By Sam Rkaina, Local Government Reporter
THE political row over Bristol City Council’s plan to sell off green spaces is threatening to erupt again after Labour proposed an alternate way of paying for the scheme.
The council’s £87-million parks and green spaces strategy was supposed to fund improvements to scores of parks across the city by selling off up to 64 other open spaces.
But it prompted a huge public backlash last year as the authority was accused of “selling off the family silver”.
It became a campaign issue during the local elections in May, when the ruling Liberal Democrats that supported the plan lost overall control of the council.
As a result the Lib Dems were forced to make a series of concessions to the opposition parties, to allow them to run a minority administration.
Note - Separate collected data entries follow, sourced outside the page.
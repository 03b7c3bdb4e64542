//! Sound bank — alias → clip registry

use std::collections::HashMap;

use crate::collaborators::SoundPlayer;

/// A loaded, playable sound
pub trait SoundClip: Send {
    fn play(&mut self);
    fn stop(&mut self);
}

/// Named sound clips. Playing or stopping an unknown alias does nothing.
#[derive(Default)]
pub struct SoundBank {
    clips: HashMap<String, Box<dyn SoundClip>>,
}

impl SoundBank {
    pub fn new() -> Self {
        Self::default()
    }

    /// Register a clip under `alias`, returning the clip it replaced
    pub fn add(
        &mut self,
        alias: impl Into<String>,
        clip: impl SoundClip + 'static,
    ) -> Option<Box<dyn SoundClip>> {
        self.clips.insert(alias.into(), Box::new(clip))
    }

    pub fn remove(&mut self, alias: &str) -> Option<Box<dyn SoundClip>> {
        self.clips.remove(alias)
    }

    pub fn contains(&self, alias: &str) -> bool {
        self.clips.contains_key(alias)
    }

    pub fn aliases(&self) -> impl Iterator<Item = &str> {
        self.clips.keys().map(String::as_str)
    }

    pub fn len(&self) -> usize {
        self.clips.len()
    }

    pub fn is_empty(&self) -> bool {
        self.clips.is_empty()
    }
}

impl SoundPlayer for SoundBank {
    fn play(&mut self, alias: &str) {
        match self.clips.get_mut(alias) {
            Some(clip) => clip.play(),
            None => log::debug!("[SoundBank] play: unknown alias '{}'", alias),
        }
    }

    fn stop(&mut self, alias: &str) {
        match self.clips.get_mut(alias) {
            Some(clip) => clip.stop(),
            None => log::debug!("[SoundBank] stop: unknown alias '{}'", alias),
        }
    }
}

impl std::fmt::Debug for SoundBank {
    fn fmt(&self, f: &mut std::fmt::Formatter<'_>) -> std::fmt::Result {
        let mut aliases: Vec<&str> = self.aliases().collect();
        aliases.sort_unstable();
        f.debug_struct("SoundBank").field("aliases", &aliases).finish()
    }
}
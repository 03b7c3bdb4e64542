//! rf-spin-sim — headless frame driver for the slot machine controller
//!
//! Usage:
//!   rf-spin-sim --spins 100                 - Run 100 spins, print a summary
//!   rf-spin-sim --profile turbo --fps 144   - Turbo timing at 144 fps
//!   rf-spin-sim --config machine.yaml       - Load a JSON/YAML machine config
//!   rf-spin-sim --json                      - Print the event log as JSON lines

use std::path::PathBuf;
use std::sync::Arc;

use anyhow::{Context, Result, bail};
use clap::{Parser, ValueEnum};
use rand::SeedableRng;
use rand_chacha::ChaCha8Rng;
use serde::Serialize;

use rf_reel::{SharedViewport, TextureAtlas};
use rf_slot_machine::{
    Collaborators, MachineConfig, SessionStats, SlotMachineController, SoundBank, SoundClip,
    SpinButton, TimingConfig, TimingProfile,
};

/// Frame rate the frame-delta unit is defined at
const REFERENCE_FPS: f32 = 60.0;

#[derive(Parser)]
#[command(name = "rf-spin-sim", about = "Run slot machine spin cycles without a renderer")]
struct Cli {
    /// Number of spins to run
    #[arg(short, long, default_value_t = 10)]
    spins: u32,

    /// Override the reel count
    #[arg(short, long)]
    reels: Option<usize>,

    /// Simulated frame rate
    #[arg(long, default_value_t = 60.0)]
    fps: f32,

    /// Seed for symbol strips and the win check
    #[arg(long, default_value_t = 0)]
    seed: u64,

    /// Machine config file (.json, .yaml, .yml)
    #[arg(short, long)]
    config: Option<PathBuf>,

    /// Timing profile (overrides the config file)
    #[arg(short, long, value_enum)]
    profile: Option<Profile>,

    /// Override the win probability
    #[arg(long)]
    win_probability: Option<f64>,

    /// Give up on a spin after this many simulated seconds
    #[arg(long, default_value_t = 60.0)]
    max_seconds: f32,

    /// Print every machine event as a JSON line instead of the summary
    #[arg(long)]
    json: bool,
}

#[derive(Debug, Clone, Copy, ValueEnum)]
enum Profile {
    Normal,
    Turbo,
    Studio,
}

impl From<Profile> for TimingProfile {
    fn from(profile: Profile) -> Self {
        match profile {
            Profile::Normal => TimingProfile::Normal,
            Profile::Turbo => TimingProfile::Turbo,
            Profile::Studio => TimingProfile::Studio,
        }
    }
}

/// Clip that only reports what it would play
struct LogClip {
    alias: String,
}

impl SoundClip for LogClip {
    fn play(&mut self) {
        log::info!("[SoundBank] ▶ {}", self.alias);
    }

    fn stop(&mut self) {
        log::info!("[SoundBank] ■ {}", self.alias);
    }
}

#[derive(Serialize)]
struct Summary<'a> {
    spins: u32,
    reels: usize,
    profile: TimingProfile,
    frames: u64,
    simulated_ms: f64,
    avg_cycle_ms: f64,
    stats: &'a SessionStats,
    hit_rate: f64,
}

fn main() -> Result<()> {
    env_logger::init();
    let cli = Cli::parse();

    let config = build_config(&cli)?;
    let mut machine = build_machine(config, cli.seed)?;

    if cli.fps <= 0.0 {
        bail!("--fps must be positive, got {}", cli.fps);
    }
    let delta = REFERENCE_FPS / cli.fps;
    let max_frames = (cli.max_seconds * cli.fps).ceil() as u64;

    log::info!(
        "[SpinSim] {} spins, {} reels, {:?} timing, {} fps, seed {}",
        cli.spins,
        machine.reel_count(),
        machine.config().timing.profile,
        cli.fps,
        cli.seed
    );

    let mut frames = 0u64;
    for spin in 1..=cli.spins {
        machine.spin();

        let mut spin_frames = 0u64;
        while machine.is_spin_in_progress() {
            if spin_frames >= max_frames {
                bail!("spin {} did not complete within {} s", spin, cli.max_seconds);
            }
            machine.update(delta);
            spin_frames += 1;
        }
        frames += spin_frames;

        if cli.json {
            for event in machine.take_events() {
                println!("{}", serde_json::to_string(&event)?);
            }
        } else {
            machine.take_events();
        }
    }

    if !cli.json {
        print_summary(&machine, cli.spins, frames)?;
    }
    Ok(())
}

fn build_config(cli: &Cli) -> Result<MachineConfig> {
    let mut config = match &cli.config {
        Some(path) => MachineConfig::load(path)
            .with_context(|| format!("Failed to load machine config from {}", path.display()))?,
        None => MachineConfig::default(),
    };

    if let Some(reels) = cli.reels {
        config.reel_count = reels;
    }
    if let Some(profile) = cli.profile {
        config.timing = TimingConfig::from_profile(profile.into());
    }
    if let Some(win_probability) = cli.win_probability {
        config.win_probability = win_probability;
    }

    config.validate().context("Invalid machine config")?;
    Ok(config)
}

fn build_machine(config: MachineConfig, seed: u64) -> Result<SlotMachineController> {
    let textures = Arc::new(TextureAtlas::with_textures(config.texture_names()));

    let mut sounds = SoundBank::new();
    for alias in [&config.sounds.spin_loop, &config.sounds.win] {
        sounds.add(alias.as_str(), LogClip { alias: alias.clone() });
    }

    let button = SpinButton::new(textures.clone(), config.button.clone());
    let viewport = Arc::new(SharedViewport::new(config.layout.screen_width));

    let collaborators = Collaborators::default()
        .with_sound(sounds)
        .with_trigger(button)
        .with_textures(textures)
        .with_viewport(viewport);

    SlotMachineController::with_rng(config, collaborators, ChaCha8Rng::seed_from_u64(seed))
        .context("Failed to create slot machine")
}

fn print_summary(machine: &SlotMachineController, spins: u32, frames: u64) -> Result<()> {
    let stats = machine.stats();
    let simulated_ms = machine.now_ms();
    let summary = Summary {
        spins,
        reels: machine.reel_count(),
        profile: machine.config().timing.profile,
        frames,
        simulated_ms,
        avg_cycle_ms: if spins > 0 {
            simulated_ms / spins as f64
        } else {
            0.0
        },
        stats,
        hit_rate: stats.hit_rate(),
    };

    println!("{}", serde_json::to_string_pretty(&summary)?);
    Ok(())
}

#[cfg(test)]
mod tests {
    use super::*;

    fn parse(args: &[&str]) -> Cli {
        Cli::parse_from(std::iter::once("rf-spin-sim").chain(args.iter().copied()))
    }

    #[test]
    fn test_cli_defaults() {
        let cli = parse(&[]);
        assert_eq!(cli.spins, 10);
        assert_eq!(cli.fps, 60.0);
        assert!(!cli.json);
        assert!(cli.profile.is_none());
    }

    #[test]
    fn test_overrides_applied() {
        let cli = parse(&["--reels", "5", "--profile", "turbo", "--win-probability", "1"]);
        let config = build_config(&cli).unwrap();

        assert_eq!(config.reel_count, 5);
        assert_eq!(config.timing.profile, TimingProfile::Turbo);
        assert_eq!(config.win_probability, 1.0);
    }

    #[test]
    fn test_invalid_override_rejected() {
        let cli = parse(&["--reels", "0"]);
        assert!(build_config(&cli).is_err());
    }

    #[test]
    fn test_machine_runs_a_spin() {
        let config = build_config(&parse(&[])).unwrap();
        let mut machine = build_machine(config, 7).unwrap();

        machine.spin();
        for _ in 0..60 * 30 {
            machine.update(1.0);
        }
        assert_eq!(machine.stats().total_spins, 1);
    }
}
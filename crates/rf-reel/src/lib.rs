//! # rf-reel — Reel motion for the slot machine
//!
//! A reel is a horizontally scrolling strip of symbol sprites with a
//! one-dimensional motion model:
//!
//! ```text
//! Idle ──start_spin()──▶ Spinning ──stop_spin()──▶ Slowing ──snap──▶ Idle
//!  speed = 0             speed = start_speed        speed *= decay    offset = 0
//! ```
//!
//! - **Wraparound**: once the strip scrolls past the viewport width it jumps
//!   back to `-strip_width` and the wrap counter increments.
//! - **Slowdown**: only after at least one wrap since the spin started, so a
//!   reel always visibly moves before it stops.
//! - **Snap**: inside the snap band the reel lands exactly on its rest offset.
//!
//! Rendering is not done here. The strip exposes symbol positions and texture
//! handles; the host draws them at `position_offset`.

pub mod config;
pub mod error;
pub mod reel;
pub mod strip;
pub mod texture;
pub mod viewport;

pub use config::*;
pub use error::*;
pub use reel::*;
pub use strip::*;
pub use texture::*;
pub use viewport::*;
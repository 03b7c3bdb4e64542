//! Machine layout — where the reels, frame and win burst sit on screen

use serde::{Deserialize, Serialize};

use rf_reel::ReelConfig;

/// Screen and reel block dimensions
#[derive(Debug, Clone, PartialEq, Serialize, Deserialize)]
#[serde(default)]
pub struct LayoutConfig {
    pub screen_width: f32,
    pub screen_height: f32,
    /// Height of one reel row
    pub reel_height: f32,
    /// Vertical gap between reel rows
    pub reel_spacing: f32,
    /// Border around the reel block for the background and mask
    pub frame_padding: f32,
}

impl Default for LayoutConfig {
    fn default() -> Self {
        Self {
            screen_width: 1280.0,
            screen_height: 720.0,
            reel_height: 150.0,
            reel_spacing: 10.0,
            frame_padding: 20.0,
        }
    }
}

#[derive(Debug, Clone, Copy, PartialEq, Default, Serialize, Deserialize)]
pub struct Point {
    pub x: f32,
    pub y: f32,
}

impl Point {
    pub fn new(x: f32, y: f32) -> Self {
        Self { x, y }
    }
}

#[derive(Debug, Clone, Copy, PartialEq, Default, Serialize, Deserialize)]
pub struct Rect {
    pub x: f32,
    pub y: f32,
    pub width: f32,
    pub height: f32,
}

impl Rect {
    pub fn new(x: f32, y: f32, width: f32, height: f32) -> Self {
        Self {
            x,
            y,
            width,
            height,
        }
    }

    pub fn contains(&self, point: Point) -> bool {
        point.x >= self.x
            && point.x <= self.x + self.width
            && point.y >= self.y
            && point.y <= self.y + self.height
    }
}

/// Resolved positions, computed once at machine construction
#[derive(Debug, Clone, PartialEq, Serialize, Deserialize)]
pub struct MachineLayout {
    /// Screen position of the machine container, reel block centred
    pub origin: Point,
    /// Vertical offset of each reel row inside the container
    pub reel_rows: Vec<f32>,
    /// Background fill, also used as the reel mask (container space)
    pub background: Rect,
    /// Anchor for the frame and win animations (container space)
    pub animation_anchor: Point,
}

impl MachineLayout {
    pub fn compute(layout: &LayoutConfig, reel: &ReelConfig, reel_count: usize) -> Self {
        let strip_span = reel.symbol_size * reel.symbols_per_reel as f32;
        let block_height = Self::block_height(layout, reel_count);

        let origin = Point::new(
            layout.screen_width / 2.0 - strip_span / 2.0,
            layout.screen_height / 2.0 - block_height / 2.0,
        );

        let reel_rows = (0..reel_count)
            .map(|i| i as f32 * (layout.reel_height + layout.reel_spacing) - layout.reel_spacing * 2.0)
            .collect();

        let background = Rect::new(
            -layout.frame_padding,
            -layout.frame_padding,
            reel.symbol_pitch() * reel.symbols_per_reel as f32 + layout.reel_spacing,
            block_height + layout.frame_padding * 2.0,
        );

        Self {
            origin,
            reel_rows,
            background,
            animation_anchor: Point::new(strip_span / 2.0, block_height / 2.0),
        }
    }

    /// Height of all reel rows plus the gaps between them
    pub fn block_height(layout: &LayoutConfig, reel_count: usize) -> f32 {
        layout.reel_height * reel_count as f32
            + layout.reel_spacing * reel_count.saturating_sub(1) as f32
    }

    /// Screen-space rectangle of the background
    pub fn background_on_screen(&self) -> Rect {
        Rect::new(
            self.origin.x + self.background.x,
            self.origin.y + self.background.y,
            self.background.width,
            self.background.height,
        )
    }
}

#[cfg(test)]
mod tests {
    use super::*;
    use approx::assert_relative_eq;

    #[test]
    fn test_default_three_reel_layout() {
        let layout = MachineLayout::compute(&LayoutConfig::default(), &ReelConfig::default(), 3);

        assert_relative_eq!(layout.origin.x, 265.0);
        assert_relative_eq!(layout.origin.y, 125.0);
        assert_eq!(layout.reel_rows, vec![-20.0, 140.0, 300.0]);
        assert_eq!(layout.background, Rect::new(-20.0, -20.0, 810.0, 510.0));
        assert_eq!(layout.animation_anchor, Point::new(375.0, 235.0));
    }

    #[test]
    fn test_single_reel_block_has_no_gap() {
        let config = LayoutConfig::default();
        assert_relative_eq!(MachineLayout::block_height(&config, 1), 150.0);
        assert_relative_eq!(MachineLayout::block_height(&config, 0), 0.0);
    }

    #[test]
    fn test_background_on_screen_is_centred() {
        let config = LayoutConfig::default();
        let layout = MachineLayout::compute(&config, &ReelConfig::default(), 3);
        let screen = layout.background_on_screen();

        assert!(screen.contains(Point::new(
            config.screen_width / 2.0,
            config.screen_height / 2.0
        )));
        assert_relative_eq!(screen.y + screen.height / 2.0, config.screen_height / 2.0);
    }
}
One of these was putting an immediate freeze on the sell-off plan, and hold cross-party meetings to discuss what happens next.
All of these meetings have been held in secret though, and there has not been a single update given to the public since the elections nearly three months ago.
The Evening Post understands a report was due to be produced by officers to look at what progress had been made.
In the meantime, Labour has announced it has come up with a way of funding most of the improvements plan “without selling off a single blade of grass”.
One of the main criticisms of the council’s original plan was that the finances were shaky, and based on assumptions about how much money could be raised from selling land, grant funding and money from agreements with developers building other projects, called Section 106 deals.
The Labour plan is facing similar criticism, as it based on assumptions about how much money could be raised by the new Community Infrastructure Levy (CIL) and what it could be spent on.
The CIL has been introduced by the Coalition Government, giving local authorities funding for every new home built in their area.
Labour says the CIL – which replaces Section 106 money – will produce anywhere between £3.5 million and £13 million a year.
Parks spokesman Ron Stone (Labour, St George West) believes the CIL would raise £39 million over 20 years – if the parks’ share of the levy was raised to 35 per cent.
Adding in £21 million of grant funding, £10 million of Section 106 money and
£2 million from the council makes £72 million in total.
That would be enough to pay for most – but not all – of the £87 million scheme.
Mr Stone said: “Even with a difficult economic forecast the plan looks pretty healthy to me, to the council officers I’ve run it past and several councillors of all parties I’ve discussed this with.
“As well as providing a great deal of money to invest in our parks, the funding makes it totally unnecessary to sell any of the city’s much-loved green spaces.
“There was mass opposition to the green space sell-off plan before the last election – this definitely contributed to the Lib Dems losing seats – I hope they’ll listen this time.”
Mr Stone, chairman of the all-party working group, wants the new funding plan debated at full council.
Councillor Tess Green (Green, Southville) said: “I welcome this piece of good news and as a member of the cross-party working group on green spaces, will be looking closely at the figures to make sure they can deliver the improvements to open spaces that Bristol needs so badly.”
But executive member Councillor Gary Hopkins (Lib Dem, Knowle) believes it’s not a workable solution.
He said: “It’s somewhat disappointing that Mr Stone should show such disrespect to his colleagues. Perhaps the most worrying aspect of Labour’s plan is that none of the money raised has been set aside for maintenance and renewal. This is a major reason why standards in our parks were allowed to decline so badly for so many years under Labour.”
Deputy Tory leader Mark Weston said: “I understand the idea of using the CIL is currently being considered by officers to see if this really is a viable alternative funding source.
“The fact that this may be a different way forward for our parks clearly vindicates the action taken by the opposition parties to oppose the Lib Dem land sales.
“In any event, the Conservative group maintains that any decision on such disposals must be determined by the relevant Neighbourhood Partnership.”
However, Tracey Morgan, service director of environment and leisure, questioned whether it would be enough.
She said: “The amount of funding that will come from CIL is not clear and the figures provided to the working group are a broad estimation. When the level of CIL is set it cannot be based on the council spending needs but based on viability of development.
“Parks need to be considered alongside schools, flood defence, highways, community buildings, and libraries as to what funding should be allocated to each. Due to CIL not being ring fenced, other than for the provision and maintenance of infrastructure, there are opportunities to apply it to a range of schemes and there will be a wide range of competing interests.”